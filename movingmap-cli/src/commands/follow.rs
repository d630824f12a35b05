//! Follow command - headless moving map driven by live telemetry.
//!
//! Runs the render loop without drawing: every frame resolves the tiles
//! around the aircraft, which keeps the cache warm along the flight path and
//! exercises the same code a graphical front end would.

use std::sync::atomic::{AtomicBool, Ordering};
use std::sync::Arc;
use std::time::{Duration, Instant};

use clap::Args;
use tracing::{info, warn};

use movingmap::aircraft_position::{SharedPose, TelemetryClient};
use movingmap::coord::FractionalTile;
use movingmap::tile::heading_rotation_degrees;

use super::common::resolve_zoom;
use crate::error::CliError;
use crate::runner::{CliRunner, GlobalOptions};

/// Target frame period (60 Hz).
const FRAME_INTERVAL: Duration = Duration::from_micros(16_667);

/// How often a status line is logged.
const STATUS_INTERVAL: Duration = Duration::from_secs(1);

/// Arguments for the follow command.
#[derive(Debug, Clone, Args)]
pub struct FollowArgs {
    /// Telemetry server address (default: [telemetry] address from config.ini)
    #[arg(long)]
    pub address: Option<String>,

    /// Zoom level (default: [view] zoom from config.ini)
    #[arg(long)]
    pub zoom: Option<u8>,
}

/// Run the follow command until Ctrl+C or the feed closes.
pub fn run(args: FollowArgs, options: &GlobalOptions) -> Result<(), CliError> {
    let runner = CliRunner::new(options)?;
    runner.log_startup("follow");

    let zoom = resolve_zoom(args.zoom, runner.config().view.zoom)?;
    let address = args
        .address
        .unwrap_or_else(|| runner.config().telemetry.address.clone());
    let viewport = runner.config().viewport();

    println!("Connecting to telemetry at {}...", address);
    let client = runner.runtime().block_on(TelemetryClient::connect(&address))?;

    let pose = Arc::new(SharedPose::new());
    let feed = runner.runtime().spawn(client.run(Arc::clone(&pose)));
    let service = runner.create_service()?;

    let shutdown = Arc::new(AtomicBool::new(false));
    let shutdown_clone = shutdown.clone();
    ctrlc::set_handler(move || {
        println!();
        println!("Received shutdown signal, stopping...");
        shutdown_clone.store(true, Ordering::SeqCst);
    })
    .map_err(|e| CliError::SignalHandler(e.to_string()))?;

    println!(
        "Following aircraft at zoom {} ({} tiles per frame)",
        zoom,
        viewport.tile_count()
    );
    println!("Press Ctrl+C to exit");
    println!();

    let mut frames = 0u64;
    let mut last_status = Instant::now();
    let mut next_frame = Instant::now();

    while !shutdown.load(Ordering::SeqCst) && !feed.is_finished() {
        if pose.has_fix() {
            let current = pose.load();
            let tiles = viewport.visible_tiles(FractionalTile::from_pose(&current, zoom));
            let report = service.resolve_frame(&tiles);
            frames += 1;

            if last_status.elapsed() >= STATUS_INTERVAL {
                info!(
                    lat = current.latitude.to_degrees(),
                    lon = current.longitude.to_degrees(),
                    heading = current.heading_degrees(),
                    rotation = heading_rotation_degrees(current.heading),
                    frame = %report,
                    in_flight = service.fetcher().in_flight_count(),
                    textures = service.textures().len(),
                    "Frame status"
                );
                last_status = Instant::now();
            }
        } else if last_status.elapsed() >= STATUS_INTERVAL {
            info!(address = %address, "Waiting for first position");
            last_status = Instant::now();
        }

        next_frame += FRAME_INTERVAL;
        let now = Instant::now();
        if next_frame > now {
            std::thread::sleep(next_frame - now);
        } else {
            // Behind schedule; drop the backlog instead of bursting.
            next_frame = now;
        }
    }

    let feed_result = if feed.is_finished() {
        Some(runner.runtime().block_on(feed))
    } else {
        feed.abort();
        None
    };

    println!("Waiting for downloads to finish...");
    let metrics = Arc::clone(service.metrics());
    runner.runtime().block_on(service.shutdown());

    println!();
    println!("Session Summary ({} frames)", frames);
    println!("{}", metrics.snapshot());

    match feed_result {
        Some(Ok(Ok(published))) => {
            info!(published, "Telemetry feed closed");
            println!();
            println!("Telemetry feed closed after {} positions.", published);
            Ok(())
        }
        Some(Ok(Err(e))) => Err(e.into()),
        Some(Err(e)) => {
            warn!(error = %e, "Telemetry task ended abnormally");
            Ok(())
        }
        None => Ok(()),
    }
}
----
▸ What you are asked to do
Give the listing again in full, with every line intact.

▸ Exercise output
filename movingmap-cli/src/commands/follow.rs
repository d630824f12a35b05
//! Follow command - headless moving map driven by live telemetry.
//!
//! Runs the render loop without drawing: every frame resolves the tiles
//! around the aircraft, which keeps the cache warm along the flight path and
//! exercises the same code a graphical front end would.

use std::sync::atomic::{AtomicBool, Ordering};
use std::sync::Arc;
use std::time::{Duration, Instant};

use clap::Args;
use tracing::{info, warn};

use movingmap::aircraft_position::{SharedPose, TelemetryClient};
use movingmap::coord::FractionalTile;
use movingmap::tile::heading_rotation_degrees;

use super::common::resolve_zoom;
use crate::error::CliError;
use crate::runner::{CliRunner, GlobalOptions};

/// Target frame period (60 Hz).
const FRAME_INTERVAL: Duration = Duration::from_micros(16_667);

/// How often a status line is logged.
const STATUS_INTERVAL: Duration = Duration::from_secs(1);

/// Arguments for the follow command.
#[derive(Debug, Clone, Args)]
pub struct FollowArgs {
    /// Telemetry server address (default: [telemetry] address from config.ini)
    #[arg(long)]
    pub address: Option<String>,

    /// Zoom level (default: [view] zoom from config.ini)
    #[arg(long)]
    pub zoom: Option<u8>,
}

/// Run the follow command until Ctrl+C or the feed closes.
pub fn run(args: FollowArgs, options: &GlobalOptions) -> Result<(), CliError> {
    let runner = CliRunner::new(options)?;
    runner.log_startup("follow");

    let zoom = resolve_zoom(args.zoom, runner.config().view.zoom)?;
    let address = args
        .address
        .unwrap_or_else(|| runner.config().telemetry.address.clone());
    let viewport = runner.config().viewport();

    println!("Connecting to telemetry at {}...", address);
    let client = runner.runtime().block_on(TelemetryClient::connect(&address))?;

    let pose = Arc::new(SharedPose::new());
    let feed = runner.runtime().spawn(client.run(Arc::clone(&pose)));
    let service = runner.create_service()?;

    let shutdown = Arc::new(AtomicBool::new(false));
    let shutdown_clone = shutdown.clone();
    ctrlc::set_handler(move || {
        println!();
        println!("Received shutdown signal, stopping...");
        shutdown_clone.store(true, Ordering::SeqCst);
    })
    .map_err(|e| CliError::SignalHandler(e.to_string()))?;

    println!(
        "Following aircraft at zoom {} ({} tiles per frame)",
        zoom,
        viewport.tile_count()
    );
    println!("Press Ctrl+C to exit");
    println!();

    let mut frames = 0u64;
    let mut last_status = Instant::now();
    let mut next_frame = Instant::now();

    while !shutdown.load(Ordering::SeqCst) && !feed.is_finished() {
        if pose.has_fix() {
            let current = pose.load();
            let tiles = viewport.visible_tiles(FractionalTile::from_pose(&current, zoom));
            let report = service.resolve_frame(&tiles);
            frames += 1;

            if last_status.elapsed() >= STATUS_INTERVAL {
                info!(
                    lat = current.latitude.to_degrees(),
                    lon = current.longitude.to_degrees(),
                    heading = current.heading_degrees(),
                    rotation = heading_rotation_degrees(current.heading),
                    frame = %report,
                    in_flight = service.fetcher().in_flight_count(),
                    textures = service.textures().len(),
                    "Frame status"
                );
                last_status = Instant::now();
            }
        } else if last_status.elapsed() >= STATUS_INTERVAL {
            info!(address = %address, "Waiting for first position");
            last_status = Instant::now();
        }

        next_frame += FRAME_INTERVAL;
        let now = Instant::now();
        if next_frame > now {
            std::thread::sleep(next_frame - now);
        } else {
            // Behind schedule; drop the backlog instead of bursting.
            next_frame = now;
        }
    }

    let feed_result = if feed.is_finished() {
        Some(runner.runtime().block_on(feed))
    } else {
        feed.abort();
        None
    };

    println!("Waiting for downloads to finish...");
    let metrics = Arc::clone(service.metrics());
    runner.runtime().block_on(service.shutdown());

    println!();
    println!("Session Summary ({} frames)", frames);
    println!("{}", metrics.snapshot());

    match feed_result {
        Some(Ok(Ok(published))) => {
            info!(published, "Telemetry feed closed");
            println!();
            println!("Telemetry feed closed after {} positions.", published);
            Ok(())
        }
        Some(Ok(Err(e))) => Err(e.into()),
        Some(Err(e)) => {
            warn!(error = %e, "Telemetry task ended abnormally");
            Ok(())
        }
        None => Ok(()),
    }
}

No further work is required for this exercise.